Но миг спустя его охватил страх. Необходимо как можно скорее завладеть шамборским домом эпохи Наполеона III в чисто английском духе. Однако что-то в этом плане обескураживало его. Никогда он не сможет найти именно то, что хочет его тетка. Он мало что помнил о самом Шамборе, о замке и парке, – ему довелось посетить его лишь однажды, в бытность учеником маленького лицея на улице Мишле, в возрасте пяти или шести лет. Ему не запомнились ни лес, ни заповедник, ни соколы, ни другие пернатые хищники. Единственное, что сохранила память, – это две белые монументальные лестницы в центре донжона, ведущие на самый верх. Он бегал по ним вместе с другими детьми. Все они радостно вопили, взбираясь по ступеням. Увы, для подготовки к посещению Шамбора им пришлось сначала написать длиннющий диктант об этих нескончаемых лестницах, за который маленький Фурфоз, с его родным нидерландским, получил, как, впрочем, и всегда, одну из самых низких отметок. Диктант носил название «Волшебные ступени». А уж как он старался! Даже высунул от усердия язык, тщательно выводя буквы заголовка диктанта, стискивая в пальцах железную вставочку и морщась от тошнотворных запахов мела, детского пота, липких чернил и еще – меда. В диктанте с занудным педантизмом, множеством строительных терминов и коварных орфографических ловушек описывались два лестничных марша, которые Леонардо да Винчи некогда сконструировал в виде спиралей, окружавших центральное, головокружительно пустое пространство, освещенное боковыми окнами; его товарищи и он сам, в паре с одной девочкой, носились по ступеням и весело галдели, перегибаясь через перила и указывая пальцами на тех, кто бегал по второй лестнице: хитроумная конфигурация позволяла все время видеть их, стоять лицом к лицу, но не сходиться вместе. Взбудораженные дети никак не могли постичь эту загадку. Эдуард и его шестилетняя подружка задыхались от восторга перед этим чудом: как это получается, что ты всегда поднимаешься один? И всегда спускаешься один. И всегда, всегда расходишься с теми, кого видишь напротив, совсем близко.

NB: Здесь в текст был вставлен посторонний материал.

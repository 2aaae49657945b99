use std::path::Path;

use crate::models::config::{CodecId, ContainerFormat};
use crate::models::error::CaptureError;
use crate::models::format::MediaFormat;

/// One output stream requested from a muxer.
#[derive(Debug, Clone, PartialEq)]
pub struct OutputStream {
    pub codec: CodecId,
    /// Format of the samples that will be written to this stream.
    pub format: MediaFormat,
    /// Bits per second (0 = encoder default).
    pub bit_rate: u32,
}

/// Container writer behind an `EncodeSinkWriter`.
///
/// Lifecycle: `add_stream`* → `begin_writing` → `write_sample`* → `finalize`.
pub trait MediaMuxer: Send {
    /// Register a stream and return its index.
    ///
    /// Fails with `FormatNotSupported` if the container cannot carry this
    /// codec/format/bit rate.
    fn add_stream(&mut self, stream: &OutputStream) -> Result<usize, CaptureError>;

    fn begin_writing(&mut self) -> Result<(), CaptureError>;

    /// Write one sample. `timestamp` is file-relative (100 ns ticks).
    fn write_sample(
        &mut self,
        stream_index: usize,
        timestamp: i64,
        duration: Option<i64>,
        payload: &[u8],
    ) -> Result<(), CaptureError>;

    /// `false` once the muxer cannot accept any further sample (e.g. disk full).
    fn is_writable(&self) -> bool;

    /// Flush buffered data and write the container trailer. May block.
    fn finalize(&mut self) -> Result<(), CaptureError>;
}

/// Creates muxers for a container format.
pub trait MuxerProvider: Send + Sync {
    /// Fails with `LocationNotWritable` if `path` cannot be created and
    /// `FormatNotSupported` for containers the provider does not know.
    fn create_muxer(&self, path: &Path, container: &ContainerFormat) -> Result<Box<dyn MediaMuxer>, CaptureError>;
}
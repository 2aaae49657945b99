use std::path::PathBuf;

use serde::{Deserialize, Serialize};

use super::config::{CodecId, ContainerFormat};
use super::format::MediaFormat;

/// Result delivered with `on_recording_stopped` once a recording file is finalized.
#[derive(Debug, Clone, PartialEq)]
pub struct RecordingResult {
    pub file_path: PathBuf,
    pub duration_secs: f64,
    pub metadata: RecordingMetadata,
    /// Hex SHA-256 of the finalized file.
    pub checksum: String,
    /// Samples accepted by the muxer.
    pub samples_written: u64,
    /// Samples dropped because a write failed.
    pub samples_dropped: u64,
}

/// One output track of a recording.
#[derive(Debug, Clone, PartialEq, Serialize, Deserialize)]
pub struct RecordingTrack {
    pub index: usize,
    pub codec: CodecId,
    pub format: MediaFormat,
}

/// Metadata stored alongside a recording.
///
/// Serializable for the `.metadata.json` sidecar.
#[derive(Debug, Clone, PartialEq, Serialize, Deserialize)]
pub struct RecordingMetadata {
    pub id: String,
    pub duration_secs: f64,
    pub file_path: String,
    pub checksum: String,
    pub container: ContainerFormat,
    pub created_at: String,
    pub tracks: Vec<RecordingTrack>,
    pub samples_written: u64,
    pub samples_dropped: u64,
}

impl RecordingMetadata {
    pub fn new(
        duration_secs: f64,
        file_path: &str,
        checksum: &str,
        container: ContainerFormat,
        tracks: Vec<RecordingTrack>,
    ) -> Self {
        Self {
            id: uuid::Uuid::new_v4().to_string(),
            duration_secs,
            file_path: file_path.to_string(),
            checksum: checksum.to_string(),
            container,
            created_at: chrono::Utc::now().to_rfc3339(),
            tracks,
            samples_written: 0,
            samples_dropped: 0,
        }
    }

    pub fn has_video(&self) -> bool {
        self.tracks.iter().any(|t| t.format.as_video().is_some())
    }

    pub fn has_audio(&self) -> bool {
        self.tracks.iter().any(|t| t.format.as_audio().is_some())
    }
}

Он вернулся к Пьеру Моренторфу. Они проработали до трех часов. Пьер никогда не обедал. Эдуард же чувствовал голод, свирепый голод, терзавший желудок; ему чудилось, будто у него уже и щеки впали от недоедания. Телефон трезвонил без умолку. Пьер Моренторф терпеливо объяснялся с коллекционером, собиравшим миниатюрные модели мотоциклов с коляской и мотороллеров, отлитых из металла, отштампованных из жести. Эдуарду пришлось поговорить по телефону с коллекционером китайского фарфора XVII века. Собирателя интересовали исключительно изображения разбойников или зверей на берегах крошечных озер, под пышными древесными кронами, с четкой прорисовкой и яркими, насыщенными красками, мерцающими, точно слюда в сланце. Эдуард пожаловался Моренторфу: как это они все разнюхали, что он на три дня приехал в Париж?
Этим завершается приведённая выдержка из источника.